Input for this task:
=== Begin Enclosure ===

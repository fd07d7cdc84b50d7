use crate::error::Result;
use crate::store::{KeyValueStore, StoreParams};
use crate::store_fs::FsStore;
use crate::store_mem::MemoryStore;

pub enum Backend {
    Fs,
    Memory,
}

pub fn open_store(backend: Backend, p: StoreParams) -> Result<Box<dyn KeyValueStore>> {
    match backend {
        Backend::Fs => Ok(Box::new(FsStore::new(p)?)),
        Backend::Memory => Ok(Box::new(MemoryStore::new())),
    }
}
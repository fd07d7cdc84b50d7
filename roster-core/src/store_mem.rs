use std::collections::HashMap;

use crate::error::Result;
use crate::store::KeyValueStore;

#[derive(Clone, Debug, Default)]
pub struct MemoryStore {
    entries: HashMap<String, String>,
}

impl MemoryStore {
    pub fn new() -> Self {
        Self::default()
    }

    pub fn with_entry(mut self, key: &str, value: &str) -> Self {
        self.entries.insert(key.to_string(), value.to_string());
        self
    }
}

impl KeyValueStore for MemoryStore {
    fn get(&self, key: &str) -> Result<Option<String>> {
        Ok(self.entries.get(key).cloned())
    }

    fn set(&mut self, key: &str, value: &str) -> Result<()> {
        self.entries.insert(key.to_string(), value.to_string());
        Ok(())
    }

    fn remove(&mut self, key: &str) -> Result<()> {
        self.entries.remove(key);
        Ok(())
    }
}
use crate::domain::{AnnotatedCompany, Company};
use crate::visibility::VisibilitySet;

/// Annotate a fetched page against the hidden set.
///
/// Hidden companies come first, then visible ones. Each partition keeps the
/// order the items were given in. With nothing hidden the input order is
/// returned as-is.
pub fn reconcile<I>(items: I, hidden: &VisibilitySet) -> Vec<AnnotatedCompany>
where
    I: IntoIterator<Item = Company>,
{
    if hidden.is_empty() {
        return items
            .into_iter()
            .map(|c| AnnotatedCompany::new(c, true))
            .collect();
    }

    let (hidden_part, visible_part): (Vec<Company>, Vec<Company>) =
        items.into_iter().partition(|c| hidden.is_hidden(&c.id));

    let mut out = Vec::with_capacity(hidden_part.len() + visible_part.len());
    out.extend(hidden_part.into_iter().map(|c| AnnotatedCompany::new(c, false)));
    out.extend(visible_part.into_iter().map(|c| AnnotatedCompany::new(c, true)));
    out
}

=== End Enclosure ===

Required action: All lines of the records above with the word "true" in them are to be copied.

Solution:
            .map(|c| AnnotatedCompany::new(c, true))
    out.extend(visible_part.into_iter().map(|c| AnnotatedCompany::new(c, true)));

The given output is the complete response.